Large rpm drop

I'd like to see some plugs. That would be a start.

I'm sticking with my observation that your cam is wrong. I'm betting it's on at least a 110 LSA and maybe even a 112. Doing that changes the opening and closing events on a lobe package that may be correct. You don't have the induction system to run cam timing with that LSA.

Again, I'm guessing because you haven't posted all the cam numbers yet.

I'm 100% all for your 11:1 compression ratio. I hope that's what you actually have, because if you do, and you are married to that cam, I'd put the cam back to straight up, or I may even retard the cam 2 degrees past the LSA to make the intake closing a bit later.

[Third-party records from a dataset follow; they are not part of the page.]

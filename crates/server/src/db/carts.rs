//! `PostgreSQL` cart store.
//!
//! Uses runtime queries (`query_as` + `FromRow`) so the crate builds without
//! a live database or an offline query cache.

use async_trait::async_trait;
use chrono::{DateTime, Utc};
use merkato_core::{
    AnonymousId, Cart, CartId, CartLine, CartLines, CartOwner, MergeReport, ProductId, Quantity,
    QuantityPolicy, UserId, merge_lines,
};
use sqlx::{PgConnection, PgPool};
use tracing::{debug, instrument};

use super::{CartStore, RepositoryError};

/// Cart store backed by the `merkato.cart` and `merkato.cart_line` tables.
#[derive(Debug, Clone)]
pub struct PgCartStore {
    pool: PgPool,
}

impl PgCartStore {
    /// Create a store over an existing pool.
    #[must_use]
    pub const fn new(pool: PgPool) -> Self {
        Self { pool }
    }
}

/// Internal row type for the cart header.
#[derive(sqlx::FromRow)]
struct CartRow {
    id: CartId,
    updated_at: DateTime<Utc>,
}

/// Internal row type for cart lines.
#[derive(sqlx::FromRow)]
struct LineRow {
    product_id: String,
    quantity: i64,
}

impl TryFrom<LineRow> for CartLine {
    type Error = RepositoryError;

    fn try_from(row: LineRow) -> Result<Self, Self::Error> {
        let product_id = ProductId::parse(&row.product_id).map_err(|e| {
            RepositoryError::DataCorruption(format!("invalid product id in database: {e}"))
        })?;
        let quantity = u32::try_from(row.quantity)
            .ok()
            .and_then(Quantity::new)
            .ok_or_else(|| {
                RepositoryError::DataCorruption(format!(
                    "invalid quantity in database: {}",
                    row.quantity
                ))
            })?;
        Ok(Self::new(product_id, quantity))
    }
}

/// Find the cart of `owner`, optionally locking the row until commit.
async fn find_cart(
    conn: &mut PgConnection,
    owner: &CartOwner,
    for_update: bool,
) -> Result<Option<CartRow>, RepositoryError> {
    let lock = if for_update { " FOR UPDATE" } else { "" };
    let row = match owner {
        CartOwner::User(user_id) => {
            sqlx::query_as::<_, CartRow>(&format!(
                "SELECT id, updated_at FROM merkato.cart WHERE user_id = $1{lock}"
            ))
            .bind(*user_id)
            .fetch_optional(&mut *conn)
            .await?
        }
        CartOwner::Anonymous(anonymous_id) => {
            sqlx::query_as::<_, CartRow>(&format!(
                "SELECT id, updated_at FROM merkato.cart WHERE anonymous_id = $1{lock}"
            ))
            .bind(anonymous_id)
            .fetch_optional(&mut *conn)
            .await?
        }
    };
    Ok(row)
}

/// Create the cart of `owner` or bump its `updated_at`. The row stays locked
/// until the transaction ends.
async fn upsert_cart(conn: &mut PgConnection, owner: &CartOwner) -> Result<CartRow, RepositoryError> {
    let row = match owner {
        CartOwner::User(user_id) => {
            sqlx::query_as::<_, CartRow>(
                r"
                INSERT INTO merkato.cart (user_id)
                VALUES ($1)
                ON CONFLICT (user_id) DO UPDATE SET updated_at = NOW()
                RETURNING id, updated_at
                ",
            )
            .bind(*user_id)
            .fetch_one(&mut *conn)
            .await?
        }
        CartOwner::Anonymous(anonymous_id) => {
            sqlx::query_as::<_, CartRow>(
                r"
                INSERT INTO merkato.cart (anonymous_id)
                VALUES ($1)
                ON CONFLICT (anonymous_id) DO UPDATE SET updated_at = NOW()
                RETURNING id, updated_at
                ",
            )
            .bind(anonymous_id)
            .fetch_one(&mut *conn)
            .await?
        }
    };
    Ok(row)
}

async fn load_lines(conn: &mut PgConnection, cart_id: CartId) -> Result<CartLines, RepositoryError> {
    let rows = sqlx::query_as::<_, LineRow>(
        r"
        SELECT product_id, quantity
        FROM merkato.cart_line
        WHERE cart_id = $1
        ORDER BY product_id
        ",
    )
    .bind(cart_id)
    .fetch_all(&mut *conn)
    .await?;

    let mut lines = CartLines::new();
    for row in rows {
        lines.add(CartLine::try_from(row)?);
    }
    Ok(lines)
}

async fn write_lines(
    conn: &mut PgConnection,
    cart_id: CartId,
    lines: &CartLines,
) -> Result<(), RepositoryError> {
    sqlx::query::<sqlx::Postgres>("DELETE FROM merkato.cart_line WHERE cart_id = $1")
        .bind(cart_id)
        .execute(&mut *conn)
        .await?;

    if lines.is_empty() {
        return Ok(());
    }

    let (products, quantities): (Vec<String>, Vec<i64>) = lines
        .iter()
        .map(|line| {
            (
                line.product_id.into_inner(),
                i64::from(line.quantity.get()),
            )
        })
        .unzip();

    sqlx::query::<sqlx::Postgres>(
        r"
        INSERT INTO merkato.cart_line (cart_id, product_id, quantity)
        SELECT $1, product_id, quantity
        FROM UNNEST($2::text[], $3::bigint[]) AS input (product_id, quantity)
        ",
    )
    .bind(cart_id)
    .bind(products)
    .bind(quantities)
    .execute(&mut *conn)
    .await?;

    Ok(())
}

async fn delete_cart(conn: &mut PgConnection, cart_id: CartId) -> Result<(), RepositoryError> {
    sqlx::query::<sqlx::Postgres>("DELETE FROM merkato.cart WHERE id = $1")
        .bind(cart_id)
        .execute(&mut *conn)
        .await?;
    Ok(())
}

#[async_trait]
impl CartStore for PgCartStore {
    #[instrument(skip(self), fields(owner = %owner))]
    async fn get(&self, owner: &CartOwner) -> Result<Option<Cart>, RepositoryError> {
        let mut conn = self.pool.acquire().await?;
        let Some(row) = find_cart(&mut conn, owner, false).await? else {
            return Ok(None);
        };
        let lines = load_lines(&mut conn, row.id).await?;

        Ok(Some(Cart {
            owner: owner.clone(),
            lines,
            updated_at: row.updated_at,
        }))
    }

    #[instrument(skip(self, lines), fields(owner = %owner, lines = lines.len()))]
    async fn replace(&self, owner: &CartOwner, lines: &CartLines) -> Result<Cart, RepositoryError> {
        let mut tx = self.pool.begin().await?;
        let row = upsert_cart(&mut tx, owner).await?;
        write_lines(&mut tx, row.id, lines).await?;
        tx.commit().await?;

        debug!(cart_id = %row.id, "Replaced cart");
        Ok(Cart {
            owner: owner.clone(),
            lines: lines.clone(),
            updated_at: row.updated_at,
        })
    }

    #[instrument(skip(self, policy), fields(user_id = %user_id))]
    async fn merge_anonymous(
        &self,
        anonymous_id: &AnonymousId,
        user_id: UserId,
        policy: &QuantityPolicy,
    ) -> Result<MergeReport, RepositoryError> {
        let anonymous = CartOwner::Anonymous(anonymous_id.clone());
        let user = CartOwner::User(user_id);
        let mut tx = self.pool.begin().await?;

        let Some(source) = find_cart(&mut tx, &anonymous, true).await? else {
            let target = match find_cart(&mut tx, &user, false).await? {
                Some(row) => load_lines(&mut tx, row.id).await?,
                None => CartLines::new(),
            };
            tx.commit().await?;
            debug!("No anonymous cart to merge");
            return Ok(MergeReport::noop(target));
        };

        let source_lines = load_lines(&mut tx, source.id).await?;
        if source_lines.is_empty() {
            delete_cart(&mut tx, source.id).await?;
            let target = match find_cart(&mut tx, &user, false).await? {
                Some(row) => load_lines(&mut tx, row.id).await?,
                None => CartLines::new(),
            };
            tx.commit().await?;
            debug!("Anonymous cart was empty, deleted");
            return Ok(MergeReport::noop(target));
        }

        let target = upsert_cart(&mut tx, &user).await?;
        let target_lines = load_lines(&mut tx, target.id).await?;
        let merged = merge_lines(&target_lines, &source_lines, policy);

        write_lines(&mut tx, target.id, &merged.lines).await?;
        delete_cart(&mut tx, source.id).await?;
        tx.commit().await?;

        debug!(
            source_cart_id = %source.id,
            target_cart_id = %target.id,
            clamped = merged.clamped.len(),
            "Merged anonymous cart"
        );
        Ok(MergeReport::merged(merged))
    }

    #[instrument(skip(self), fields(owner = %owner))]
    async fn delete(&self, owner: &CartOwner) -> Result<bool, RepositoryError> {
        let result = match owner {
            CartOwner::User(user_id) => {
                sqlx::query::<sqlx::Postgres>("DELETE FROM merkato.cart WHERE user_id = $1")
                    .bind(*user_id)
                    .execute(&self.pool)
                    .await?
            }
            CartOwner::Anonymous(anonymous_id) => {
                sqlx::query::<sqlx::Postgres>("DELETE FROM merkato.cart WHERE anonymous_id = $1")
                    .bind(anonymous_id)
                    .execute(&self.pool)
                    .await?
            }
        };
        Ok(result.rows_affected() > 0)
    }

    async fn ping(&self) -> Result<(), RepositoryError> {
        sqlx::query::<sqlx::Postgres>("SELECT 1")
            .execute(&self.pool)
            .await?;
        Ok(())
    }
}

With the CR that high, you won't lose a thing down low. In fact, you may gain some if you can get to 33-34 total.

Also, 180 is as hot as I'd want it to run. Any hotter and it makes it hard to control detonation and you pull timing to help with that and you kill power.

If you have exhaust heat in the intake manifold BLOCK IT OFF. There is no need to heat the fuel like that.

Mattax has posted some incredible links in another thread (maybe he can put them in this thread because some may not see it in a different thread) about fuel vaporization and combust tendencies. It's very very good reading.

I hope your CR is that high. I'm also a bit leery of using a claimed number for valve notch volume. I've never measure them where they weren't at least 2 CC's bigger than advertised.
It was a busy day at work and didn't have time to pull the cam lobe info. But it is on a 110 lsa with 4* advance ground in it. I'll look for the cam card and see if there's anything else I missed.

I do have a 180* thermostat, engine sees close to 200* in traffic on hot summer days sometimes. Magnum heads, dual-plane air-gap, no exhaust heat anything.

I'll get to pulling plugs tomorrow when I get to work on it, hopefully it won't be raining.

Lol you're pretty set on not liking my cam, not knowing anything about the car, usage, gearing. There might be a better cam for this engine in a 2000 lb racecar set up strictly for the strip, or a better cam for a truck used to tow that racecar. Or a highway geared land yacht. To each their own though. If you know what cam I need without knowing anything else other than my compression, which you don't believe supposedly, I'll be impressed. It may not be perfect, but my cam was specced by someone who's done it thousands of times for most of his professional career, knowing most of all there is to know and actually seeing , touching the car the engine is in, backed by years of r&d research. Again not saying it's perfect, but it's probably pretty good given the situation of it all I think.

As far as my initial issue, how much of a factor would engine compression, total timing, cam choice be at idle? It's not a very radical cam.